**TRY IT**
Among the lines below, restate word for word only those from the line with "infinity. The group" through the line with "acc = Some(match", with both end lines kept.

[[ GIVEN INFORMATION open ]]

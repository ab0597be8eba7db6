//! Affine point arithmetic on the STARK curve y^2 = x^3 + x + B
//!
//! The curve coefficient alpha is 1 throughout. `CurvePoint::Zero` is the
//! additive identity used as a sentinel by `add`; it does not satisfy the
//! curve equation and must never reach signature verification.

use once_cell::sync::Lazy;

use crate::bigint::BigInt;
use crate::curve::field::FieldElement;

/// B, the constant term of the curve equation.
static CURVE_B: Lazy<FieldElement> = Lazy::new(|| {
    FieldElement::new(BigInt::from_limbs([
        0xf4cdfcb99cee9e89,
        0x609ad26c15c915c1,
        0x150e596d72f7a8c5,
        0x06f21413efbe40de,
    ]))
});

/// The published base point G.
static GENERATOR: Lazy<CurvePoint> = Lazy::new(|| CurvePoint::Affine {
    x: FieldElement::new(BigInt::from_limbs([
        0x3d723d8bc943cfca,
        0xdeacfd9b0d1819e0,
        0x7beced415a40f0c7,
        0x01ef15c18599971b,
    ])),
    y: FieldElement::new(BigInt::from_limbs([
        0x2873000c36e8dc1f,
        0xde53ecd11abe43a3,
        0xb7be4801df46ec62,
        0x005668060aa49730,
    ])),
});

pub(crate) fn curve_b() -> &'static FieldElement {
    &CURVE_B
}

/// A point on the curve, or the identity sentinel.
#[derive(Clone, Copy, PartialEq, Eq, Debug)]
pub enum CurvePoint {
    /// The identity / point at infinity. Not on the curve itself.
    Zero,
    /// An affine coordinate pair satisfying the curve equation.
    Affine { x: FieldElement, y: FieldElement },
}

impl CurvePoint {
    /// The base point G.
    pub fn generator() -> &'static CurvePoint {
        &GENERATOR
    }

    pub fn is_zero(&self) -> bool {
        matches!(self, CurvePoint::Zero)
    }

    /// The affine coordinates, if not the identity.
    pub fn coordinates(&self) -> Option<(&FieldElement, &FieldElement)> {
        match self {
            CurvePoint::Zero => None,
            CurvePoint::Affine { x, y } => Some((x, y)),
        }
    }

    /// Checks the curve equation. False for the identity sentinel.
    pub fn is_on_curve(&self) -> bool {
        match self {
            CurvePoint::Zero => false,
            CurvePoint::Affine { x, y } => {
                let lhs = *y * *y;
                let rhs = *x * *x * *x + *x + *CURVE_B;
                lhs == rhs
            }
        }
    }

    pub fn neg(&self) -> CurvePoint {
        match self {
            CurvePoint::Zero => CurvePoint::Zero,
            CurvePoint::Affine { x, y } => CurvePoint::Affine { x: *x, y: -*y },
        }
    }

    /// Point addition with the identity and opposite-point cases resolved
    /// before the slope is formed.
    pub fn add(&self, other: &CurvePoint) -> CurvePoint {
        let (x1, y1) = match self {
            CurvePoint::Zero => return *other,
            CurvePoint::Affine { x, y } => (*x, *y),
        };
        let (x2, y2) = match other {
            CurvePoint::Zero => return *self,
            CurvePoint::Affine { x, y } => (*x, *y),
        };

        if x1 == x2 && y1 != y2 {
            return CurvePoint::Zero;
        }
        if x1 == x2 && y1 == y2 {
            return self.double();
        }

        let lambda = (y2 - y1) / (x2 - x1);
        let x3 = lambda * lambda - x1 - x2;
        let y3 = lambda * (x1 - x3) - y1;
        CurvePoint::Affine { x: x3, y: y3 }
    }

    /// Point doubling; the slope numerator carries the curve's alpha = 1.
    pub fn double(&self) -> CurvePoint {
        let (x1, y1) = match self {
            CurvePoint::Zero => return CurvePoint::Zero,
            CurvePoint::Affine { x, y } => (*x, *y),
        };

        // A vertical tangent would send the double to infinity. The group
        // order is odd, so no reachable point has y = 0.
        if y1.is_zero() {
            return CurvePoint::Zero;
        }

        let three = FieldElement::from_u64(3);
        let two = FieldElement::from_u64(2);
        let lambda = (three * x1 * x1 + FieldElement::one()) / (two * y1);
        let x3 = lambda * lambda - x1 - x1;
        let y3 = lambda * (x1 - x3) - y1;
        CurvePoint::Affine { x: x3, y: y3 }
    }

    /// Scalar multiplication, double-and-add from the most significant bit.
    ///
    /// The accumulator stays unset until the first 1-bit so the leading bit
    /// loads the point directly instead of adding into the identity.
    pub fn scalar_mul(&self, k: &BigInt<4>) -> CurvePoint {
        let mut acc: Option<CurvePoint> = None;

        for i in (0..k.bit_length()).rev() {
            if let Some(p) = acc {
                acc = Some(p.double());
            }
            if k.get_bit(i) {
                acc = Some(match acc {
                    None => *self,
                    Some(p) => p.add(self),
                });
            }
        }

        acc.unwrap_or(CurvePoint::Zero)
    }

    /// Recovers the two candidate y coordinates for an x on the curve.
    pub fn y_coordinate(x: &FieldElement) -> Option<(FieldElement, FieldElement)> {
        let rhs = *x * *x * *x + *x + *CURVE_B;
        let y = rhs.sqrt()?;
        Some((y, -y))
    }
}

#[cfg(test)]
mod tests {
    use super::*;

    #[test]
    fn generator_is_on_curve() {
        assert!(CurvePoint::generator().is_on_curve());
        assert!(!CurvePoint::Zero.is_on_curve());
    }

    #[test]
    fn identity_behaviour() {
        let g = CurvePoint::generator();
        assert_eq!(CurvePoint::Zero.add(g), *g);
        assert_eq!(g.add(&CurvePoint::Zero), *g);
        assert_eq!(g.add(&g.neg()), CurvePoint::Zero);
    }

    #[test]
    fn add_matches_double() {
        let g = CurvePoint::generator();
        assert_eq!(g.add(g), g.double());
        assert!(g.double().is_on_curve());
    }

    #[test]
    fn scalar_mul_small_multiples() {
        let g = CurvePoint::generator();
        let two_g = g.scalar_mul(&BigInt::from_u64(2));
        let three_g = g.scalar_mul(&BigInt::from_u64(3));
        assert_eq!(two_g, g.double());
        assert_eq!(three_g, g.double().add(g));
        assert_eq!(g.scalar_mul(&BigInt::zero()), CurvePoint::Zero);
        assert_eq!(g.scalar_mul(&BigInt::one()), *g);
    }

    #[test]
    fn scalar_mul_is_associative_with_add() {
        let g = CurvePoint::generator();
        let five_g = g.scalar_mul(&BigInt::from_u64(5));
        let two_g = g.scalar_mul(&BigInt::from_u64(2));
        let three_g = g.scalar_mul(&BigInt::from_u64(3));
        assert_eq!(two_g.add(&three_g), five_g);
    }

    #[test]
    fn y_recovery_finds_generator() {
        let (x, y) = CurvePoint::generator().coordinates().unwrap();
        let (y1, y2) = CurvePoint::y_coordinate(x).unwrap();
        assert!(*y == y1 || *y == y2);
    }
}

[[ GIVEN INFORMATION closed ]]

**EXPECTED ANSWER**
        // A vertical tangent would send the double to infinity. The group
        // order is odd, so no reachable point has y = 0.
        if y1.is_zero() {
            return CurvePoint::Zero;
        }

        let three = FieldElement::from_u64(3);
        let two = FieldElement::from_u64(2);
        let lambda = (three * x1 * x1 + FieldElement::one()) / (two * y1);
        let x3 = lambda * lambda - x1 - x1;
        let y3 = lambda * (x1 - x3) - y1;
        CurvePoint::Affine { x: x3, y: y3 }
    }

    /// Scalar multiplication, double-and-add from the most significant bit.
    ///
    /// The accumulator stays unset until the first 1-bit so the leading bit
    /// loads the point directly instead of adding into the identity.
    pub fn scalar_mul(&self, k: &BigInt<4>) -> CurvePoint {
        let mut acc: Option<CurvePoint> = None;

        for i in (0..k.bit_length()).rev() {
            if let Some(p) = acc {
                acc = Some(p.double());
            }
            if k.get_bit(i) {
                acc = Some(match acc {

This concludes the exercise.